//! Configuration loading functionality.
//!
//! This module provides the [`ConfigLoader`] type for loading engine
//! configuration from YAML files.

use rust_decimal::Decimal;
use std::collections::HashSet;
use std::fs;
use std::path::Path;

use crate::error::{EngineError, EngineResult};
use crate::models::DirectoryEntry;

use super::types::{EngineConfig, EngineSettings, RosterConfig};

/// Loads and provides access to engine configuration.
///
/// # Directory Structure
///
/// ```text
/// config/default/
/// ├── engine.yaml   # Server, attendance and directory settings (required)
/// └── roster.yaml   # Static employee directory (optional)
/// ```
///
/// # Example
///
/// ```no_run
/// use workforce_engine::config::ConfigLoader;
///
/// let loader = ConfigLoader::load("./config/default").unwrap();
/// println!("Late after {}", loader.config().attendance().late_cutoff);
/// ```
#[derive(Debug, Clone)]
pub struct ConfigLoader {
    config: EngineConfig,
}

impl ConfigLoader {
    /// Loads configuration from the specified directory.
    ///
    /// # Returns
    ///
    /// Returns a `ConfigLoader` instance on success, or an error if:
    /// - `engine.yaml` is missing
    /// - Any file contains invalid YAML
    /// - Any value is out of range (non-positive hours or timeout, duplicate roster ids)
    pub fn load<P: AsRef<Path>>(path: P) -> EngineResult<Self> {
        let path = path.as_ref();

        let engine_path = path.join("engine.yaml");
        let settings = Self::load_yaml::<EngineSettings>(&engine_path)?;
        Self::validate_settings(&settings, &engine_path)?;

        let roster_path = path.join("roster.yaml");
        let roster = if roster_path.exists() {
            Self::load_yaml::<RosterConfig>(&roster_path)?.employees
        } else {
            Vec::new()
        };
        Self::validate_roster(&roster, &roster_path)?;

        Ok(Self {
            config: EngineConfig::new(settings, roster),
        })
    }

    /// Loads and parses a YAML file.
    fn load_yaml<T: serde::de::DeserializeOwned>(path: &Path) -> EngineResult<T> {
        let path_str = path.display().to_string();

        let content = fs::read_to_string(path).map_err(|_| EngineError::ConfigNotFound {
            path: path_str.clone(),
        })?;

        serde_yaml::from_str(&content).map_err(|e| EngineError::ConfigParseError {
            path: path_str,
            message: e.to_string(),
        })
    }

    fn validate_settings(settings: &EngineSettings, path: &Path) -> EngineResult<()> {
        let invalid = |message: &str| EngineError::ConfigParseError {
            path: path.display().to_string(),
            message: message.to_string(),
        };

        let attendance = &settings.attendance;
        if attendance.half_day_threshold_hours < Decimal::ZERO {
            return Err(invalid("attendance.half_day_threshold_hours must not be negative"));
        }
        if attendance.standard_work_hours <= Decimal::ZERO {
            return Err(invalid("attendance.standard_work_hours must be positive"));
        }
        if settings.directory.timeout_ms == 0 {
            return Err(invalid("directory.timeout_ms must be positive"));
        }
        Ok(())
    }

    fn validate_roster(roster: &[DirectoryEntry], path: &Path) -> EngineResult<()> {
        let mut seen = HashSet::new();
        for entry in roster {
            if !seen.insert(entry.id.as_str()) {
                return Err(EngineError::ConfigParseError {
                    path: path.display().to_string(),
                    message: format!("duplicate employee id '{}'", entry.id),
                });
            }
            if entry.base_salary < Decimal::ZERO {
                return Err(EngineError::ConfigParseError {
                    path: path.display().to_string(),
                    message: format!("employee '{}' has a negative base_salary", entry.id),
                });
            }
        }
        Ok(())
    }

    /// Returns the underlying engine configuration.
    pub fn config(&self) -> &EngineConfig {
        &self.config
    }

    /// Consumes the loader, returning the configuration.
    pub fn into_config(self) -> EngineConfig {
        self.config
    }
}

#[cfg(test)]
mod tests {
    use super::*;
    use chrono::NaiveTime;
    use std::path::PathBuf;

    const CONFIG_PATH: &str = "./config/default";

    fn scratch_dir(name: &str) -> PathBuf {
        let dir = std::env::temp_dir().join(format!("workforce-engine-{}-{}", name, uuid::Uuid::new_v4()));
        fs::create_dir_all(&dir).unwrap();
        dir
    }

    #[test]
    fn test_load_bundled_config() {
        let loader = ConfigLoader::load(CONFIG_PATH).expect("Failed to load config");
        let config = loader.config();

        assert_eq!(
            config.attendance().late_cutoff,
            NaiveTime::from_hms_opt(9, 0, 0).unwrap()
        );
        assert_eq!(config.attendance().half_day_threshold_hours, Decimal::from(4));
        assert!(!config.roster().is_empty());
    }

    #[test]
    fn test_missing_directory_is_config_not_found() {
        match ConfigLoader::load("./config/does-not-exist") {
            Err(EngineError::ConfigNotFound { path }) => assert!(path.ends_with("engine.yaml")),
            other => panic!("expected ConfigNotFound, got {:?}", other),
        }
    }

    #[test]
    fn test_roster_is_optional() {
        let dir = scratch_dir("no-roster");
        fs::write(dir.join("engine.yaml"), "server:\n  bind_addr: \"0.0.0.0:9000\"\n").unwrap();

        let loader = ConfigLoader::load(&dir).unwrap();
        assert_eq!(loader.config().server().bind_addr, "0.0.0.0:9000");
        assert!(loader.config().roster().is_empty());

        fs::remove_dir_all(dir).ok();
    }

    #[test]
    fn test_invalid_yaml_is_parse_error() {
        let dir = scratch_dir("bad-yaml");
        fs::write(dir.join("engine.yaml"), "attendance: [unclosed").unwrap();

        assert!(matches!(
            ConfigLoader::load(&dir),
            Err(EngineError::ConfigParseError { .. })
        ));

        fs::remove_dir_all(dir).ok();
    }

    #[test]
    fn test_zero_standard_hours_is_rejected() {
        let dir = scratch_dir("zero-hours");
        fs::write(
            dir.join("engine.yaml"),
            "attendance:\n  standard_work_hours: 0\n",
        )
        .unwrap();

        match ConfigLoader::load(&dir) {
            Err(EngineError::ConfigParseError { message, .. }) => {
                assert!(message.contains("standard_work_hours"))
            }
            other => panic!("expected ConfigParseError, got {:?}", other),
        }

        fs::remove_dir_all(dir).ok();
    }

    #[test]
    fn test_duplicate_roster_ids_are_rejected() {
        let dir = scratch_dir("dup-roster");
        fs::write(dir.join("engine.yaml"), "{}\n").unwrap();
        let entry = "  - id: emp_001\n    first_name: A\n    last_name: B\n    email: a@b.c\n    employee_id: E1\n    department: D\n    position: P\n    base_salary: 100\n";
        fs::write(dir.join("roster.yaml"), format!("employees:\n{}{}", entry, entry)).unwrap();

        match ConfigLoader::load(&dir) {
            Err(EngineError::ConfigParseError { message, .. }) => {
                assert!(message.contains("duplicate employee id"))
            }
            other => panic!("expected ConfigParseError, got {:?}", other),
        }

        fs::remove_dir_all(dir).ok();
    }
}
- - - - -
§ Exercise description
If a line in the data above holds the word "EngineSettings", count it; give only the total.

§ Response area
3